Pepsico is an international concern that produces more than 100 beverage and food products distributed in 200 countries. Its headquarters are located in the small village of Purchase in America. Besides it, six divisions cover Africa, Europe, Asia, North, and Latin America. Products are manufactured in 320 factories around the world. Annual sales are over $67 billion.
Meaning and History
Since its inception in 1902, The Pepsi Cola Company has been busy promoting and advertising its beverage. It wasn’t until 1963, when D. Kendall took the helm, that the firm found a globalization strategy, expanded its product line, and began buying other companies. The Frito-Lay deal was the first major purchase and entailed a name change to PepsiCo (1965), a reference to Pepsi and Company. “The Company” was constantly expanding. Until 2015, more than ten manufacturers joined the conglomerate permanently, including 7-Up International, Quaker, Wimm-Bill-Dann, Sandora, etc.
Because of the constant expansion, PepsiCo’s logo has also gradually changed. And with each transformation, it moved further and further away from the theme of the popular beverage.
1965 – 1985
After the formation of PepsiCo, there was no need to change the symbolism. So the first logo of the corporation was a slightly modified trademark of Pepsi, which saw the light in the 50s, after World War II. Its idea was inspired by patriotism. The logo features the colors of the American flag flying in the wind (red, blue, and white).
The wavy lines of the circle were perfect for Pepsi drinks and Frito-Lay chips. The merged companies belonged to the U.S. market and maintained patriotic motifs.
The Pepsi sign was well recognized and promoted the new corporation. It was just slightly tweaked: the bottle cap was replaced with a laconic circle, and PepsiCo was inscribed on the white stripe instead of Pepsi.
The capital letters P and C were used for the company name, but they were raised down instead of up, unlike the spelling rules. The rest of the text between the capital letters was underlined. The strip connected Pepsi and Co into one, hinting at the firm’s birth by merger. The word Pepsi was underlined, indicating its fundamental role in the concern.
1985 – 2001
By 1985 the corporation found fame far beyond the USA borders (exported to the USSR, China, Japan, Europe, Middle East, and Latin America). Changes in the company’s management (W. Calloway took the helm) and a significant expansion of the market and the list of brands have caused the necessity to change the visual mark.
On the new logo, the name of the concern extended beyond the Pepsi cap and became a separate logo. The style of capitalization and underlining was maintained. But the color of the letters was changed to light gray.

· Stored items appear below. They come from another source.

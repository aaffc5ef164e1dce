//! Cumulative sums keyed by `(epoch, scale)`.
//!
//! Only the latest epoch and its latest scale are ever written; older
//! entries are frozen once the pool moves past them but stay readable,
//! since depositors with old snapshots still collect gains from them.

use serde::{Deserialize, Serialize};

use crate::error::{Error, Result};
use crate::utils::math::U256;

/// Append-only `(epoch, scale) -> sum` map
#[derive(Debug, Clone, PartialEq, Eq, Serialize, Deserialize)]
pub struct EpochScaleSums {
    epochs: Vec<Vec<U256>>,
}

impl Default for EpochScaleSums {
    fn default() -> Self {
        Self {
            epochs: vec![vec![U256::zero()]],
        }
    }
}

impl EpochScaleSums {
    /// Sum at `(epoch, scale)`; zero for entries never written
    pub fn get(&self, epoch: u64, scale: u64) -> U256 {
        self.epochs
            .get(epoch as usize)
            .and_then(|scales| scales.get(scale as usize))
            .copied()
            .unwrap_or_else(U256::zero)
    }

    /// Latest epoch that has an entry
    pub fn latest_epoch(&self) -> u64 {
        (self.epochs.len() as u64).saturating_sub(1)
    }

    /// Number of scales recorded for `epoch`
    pub fn scales_in(&self, epoch: u64) -> usize {
        self.epochs.get(epoch as usize).map_or(0, Vec::len)
    }

    /// Whether `(epoch, scale)` is the latest slot or directly after it
    pub fn can_write(&self, epoch: u64, scale: u64) -> bool {
        let (e, s) = (epoch as usize, scale as usize);
        let last = self.epochs.len() - 1;
        if e == last {
            let len = self.epochs[last].len();
            s + 1 == len || s == len
        } else {
            e == last + 1 && s == 0
        }
    }

    /// Write the sum at the latest slot, or open the next one
    ///
    /// A new scale is appended to the latest epoch; a new epoch starts at
    /// scale 0. Anything else would rewrite history and is refused.
    pub fn set(&mut self, epoch: u64, scale: u64, sum: U256) -> Result<()> {
        if !self.can_write(epoch, scale) {
            return Err(Error::InvariantViolation(format!(
                "sum write at epoch {} scale {} out of order (latest epoch {}, {} scales)",
                epoch,
                scale,
                self.latest_epoch(),
                self.scales_in(self.latest_epoch())
            )));
        }

        let e = epoch as usize;
        if e == self.epochs.len() {
            self.epochs.push(vec![sum]);
            return Ok(());
        }

        let scales = &mut self.epochs[e];
        if scale as usize == scales.len() {
            scales.push(sum);
        } else {
            scales[scale as usize] = sum;
        }
        Ok(())
    }

    /// Total number of stored sums
    pub fn len(&self) -> usize {
        self.epochs.iter().map(Vec::len).sum()
    }

    /// Always false; the map starts with the `(0, 0)` slot
    pub fn is_empty(&self) -> bool {
        self.len() == 0
    }
}

#[cfg(test)]
mod tests {
    use super::*;

    #[test]
    fn test_default_has_origin_slot() {
        let sums = EpochScaleSums::default();
        assert_eq!(sums.get(0, 0), U256::zero());
        assert_eq!(sums.len(), 1);
        assert_eq!(sums.latest_epoch(), 0);
    }

    #[test]
    fn test_missing_entries_read_zero() {
        let sums = EpochScaleSums::default();
        assert_eq!(sums.get(0, 1), U256::zero());
        assert_eq!(sums.get(7, 3), U256::zero());
    }

    #[test]
    fn test_append_scale_then_epoch() {
        let mut sums = EpochScaleSums::default();
        sums.set(0, 0, U256::from(5u64)).unwrap();
        sums.set(0, 1, U256::from(6u64)).unwrap();
        sums.set(1, 0, U256::zero()).unwrap();
        sums.set(1, 0, U256::from(9u64)).unwrap();

        assert_eq!(sums.get(0, 0), U256::from(5u64));
        assert_eq!(sums.get(0, 1), U256::from(6u64));
        assert_eq!(sums.get(1, 0), U256::from(9u64));
        assert_eq!(sums.len(), 3);
    }

    #[test]
    fn test_rewriting_history_is_refused() {
        let mut sums = EpochScaleSums::default();
        sums.set(0, 1, U256::one()).unwrap();
        sums.set(1, 0, U256::one()).unwrap();

        assert!(matches!(
            sums.set(0, 1, U256::zero()),
            Err(Error::InvariantViolation(_))
        ));
        assert!(sums.set(1, 2, U256::one()).is_err());
        assert!(sums.set(3, 0, U256::one()).is_err());
        assert!(sums.set(2, 1, U256::one()).is_err());
    }
}
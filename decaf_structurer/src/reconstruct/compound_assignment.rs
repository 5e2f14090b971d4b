//! Recognition of `x = x OP expr` as `x OP= expr`.
//!
//! Applies to local variables, instance fields, static fields and array elements. Field and array
//! forms read their target through the `DupLoad`s the decoder parked for the duplicated
//! receiver; the dup cleanup pass that follows resolves those.

use crate::node::{BinaryOperator, Node, NodeKind};

pub(crate) fn apply(list: &mut [Node]) {
    for node in list.iter_mut() {
        if let Some((operator, target, value)) = match_compound(node) {
            node.kind = NodeKind::CompoundAssign {
                operator,
                target: Box::new(target),
                value: Box::new(value),
            };
        }
    }
}

fn match_compound(node: &Node) -> Option<(BinaryOperator, Node, Node)> {
    match &node.kind {
        NodeKind::Store {
            index, value: stored, ..
        } => {
            let (operator, left, right) = binary_parts(stored)?;
            if left.load_slot() == Some(*index) {
                Some((operator, left.clone(), right.clone()))
            } else {
                None
            }
        }
        NodeKind::PutStatic {
            field_index,
            value: stored,
        } => {
            let (operator, left, right) = binary_parts(stored)?;
            if matches!(left.kind, NodeKind::GetStatic { field_index: read }
                if read == *field_index)
            {
                Some((operator, left.clone(), right.clone()))
            } else {
                None
            }
        }
        NodeKind::PutField {
            field_index,
            target,
            value: stored,
        } => {
            let (operator, left, right) = binary_parts(stored)?;
            let NodeKind::GetField {
                field_index: read,
                target: read_target,
            } = &left.kind
            else {
                return None;
            };
            if read == field_index && same_reference(target, read_target) {
                Some((operator, left.clone(), right.clone()))
            } else {
                None
            }
        }
        NodeKind::ArrayStore {
            array,
            index,
            value: stored,
        } => {
            let (operator, left, right) = binary_parts(stored)?;
            let NodeKind::ArrayLoad {
                array: read_array,
                index: read_index,
            } = &left.kind
            else {
                return None;
            };
            if same_reference(array, read_array) && same_reference(index, read_index) {
                Some((operator, left.clone(), right.clone()))
            } else {
                None
            }
        }
        _ => None,
    }
}

fn binary_parts(node: &Node) -> Option<(BinaryOperator, &Node, &Node)> {
    let NodeKind::BinaryOp {
        operator,
        left,
        right,
    } = &node.kind
    else {
        return None;
    };
    Some((*operator, left, right))
}

/// Structural identity of assignment targets: the same slot, the same parked duplicate, or the
/// same static field.
fn same_reference(first: &Node, second: &Node) -> bool {
    match (&first.kind, &second.kind) {
        (
            NodeKind::Load { index: first_slot, .. },
            NodeKind::Load { index: second_slot, .. },
        ) => first_slot == second_slot,
        (
            NodeKind::DupLoad { store_offset: first_offset },
            NodeKind::DupLoad { store_offset: second_offset },
        ) => first_offset == second_offset,
        (
            NodeKind::GetStatic { field_index: first_field },
            NodeKind::GetStatic { field_index: second_field },
        ) => first_field == second_field,
        _ => false,
    }
}
//! Aggregation of `lcmp`/`fcmpl`/`fcmpg`/`dcmpl`/`dcmpg` with the integer branch consuming them.
//!
//! A `long`/`float`/`double` comparison compiles to a three-way compare pushing −1/0/1 followed by
//! an `ifeq`-family branch against zero. The pair is merged into a single three-operand
//! compare-and-branch node so the recognizers downstream see one condition.

use crate::node::{Node, NodeKind};

pub(crate) fn apply(list: &mut [Node]) {
    for node in list.iter_mut() {
        let NodeKind::If {
            condition,
            value,
            delta,
        } = &mut node.kind
        else {
            continue;
        };
        let condition = *condition;
        let delta = *delta;
        let NodeKind::Compare { left, right, .. } = &mut value.kind else {
            continue;
        };
        let left = std::mem::replace(left, Box::new(Node::new(0, -1, NodeKind::Return)));
        let right = std::mem::replace(right, Box::new(Node::new(0, -1, NodeKind::Return)));
        node.kind = NodeKind::IfCmp {
            condition,
            left,
            right,
            delta,
        };
    }
}

#[cfg(test)]
mod test {
    use super::*;
    use crate::node::{CompareKind, Condition, TypeKind};

    #[test]
    fn test_merges_compare_and_branch() {
        let load = |offset: i32, index: u16, kind: TypeKind| {
            Node::new(offset, -1, NodeKind::Load { kind, index })
        };
        let mut list = vec![Node::new(
            3,
            -1,
            NodeKind::If {
                condition: Condition::Le,
                value: Box::new(Node::new(
                    2,
                    -1,
                    NodeKind::Compare {
                        kind: CompareKind::Long,
                        left: Box::new(load(0, 1, TypeKind::Long)),
                        right: Box::new(load(1, 3, TypeKind::Long)),
                    },
                )),
                delta: 10,
            },
        )];
        apply(&mut list);
        let NodeKind::IfCmp {
            condition: Condition::Le,
            left,
            right,
            delta: 10,
        } = &list[0].kind
        else {
            panic!("expected ifcmp, found {}", list[0]);
        };
        assert_eq!(Some(1), left.load_slot());
        assert_eq!(Some(3), right.load_slot());
    }

    #[test]
    fn test_leaves_plain_branch() {
        let mut list = vec![Node::new(
            1,
            -1,
            NodeKind::If {
                condition: Condition::Eq,
                value: Box::new(Node::new(
                    0,
                    -1,
                    NodeKind::Load {
                        kind: TypeKind::Int,
                        index: 1,
                    },
                )),
                delta: 4,
            },
        )];
        let before = list.to_vec();
        apply(&mut list);
        assert_eq!(before, list);
    }
}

A colored accent was made on the point above the letter i. It was enlarged and turned into a globe model with parallels and meridians. It was a distant reminder of Pepsi, as it retained its horizontal striping in red, white, and blue. The blue hue was made much lighter, bringing the balloon closer to the soft gamut of the inscription. The image of Earth indicated an intercontinental company.
2001 – today
In 2001, for the opportunity to represent the sports drink Gatorade, PepsiCo made another major acquisition. Chicago-based Quaker was bought for $14 billion. The old concern, named after Quaker, originated in the mid-19th century as an oatmeal producer. The merger made Pepsi the world’s 4th largest consumer products company.
After this significant expansion, the logo was redesigned. It was commissioned to Landor Associates, a major American consulting, design, and research firm. The main goal was to create a modern, environmentally friendly, and popular brand image. During the renovation process, PepsiCo’s main message and association with the globe was preserved.
The globe was made more volumetric and real, creating a sense of movement. It is placed on the left side in front of the corporation’s name and is slightly elevated. This indicates the constant growth of the company, its rise to the top, and its work in all corners of the world.
The coloring of the globe has also changed. Its parallels and meridians became multicolored. They are a symbol of the diversity of the brands the company owns. Blue represents clear water; green is health drinks, orange juices, and white is children’s dairy products. The parallels symbolize the five continents where the corporation’s products are sold and the firm’s global divisions.
The name of the brand is written in big steady blue letters. They show PepsiCo’s reliability, confidence in the future, scale, and great possibilities.
Font and Colors of the Emblem
Basic color combinations in the company logo:
- White, blue, and red are the colors of the flag. It is a symbol of patriotism, love for their country, and the fact that the main market is in the U.S. (more than 50%).
- Light gray reflects freedom, lightness, readiness for new contacts. It hints at success, achievement, ascent, and development beyond boundaries. It is the symbol of a developing company constantly expanding its sales market.
- Blue stands for experience, reliability, wise management, rising to the top, trading across oceans, the corporation’s core business (beverages). In addition, blue has become an important identification color of Pepsi and helps to separate the product from the “red” competitor, Coke.
font of the latest version of the logo is Neue Helvetica Pro 93 Extended Black.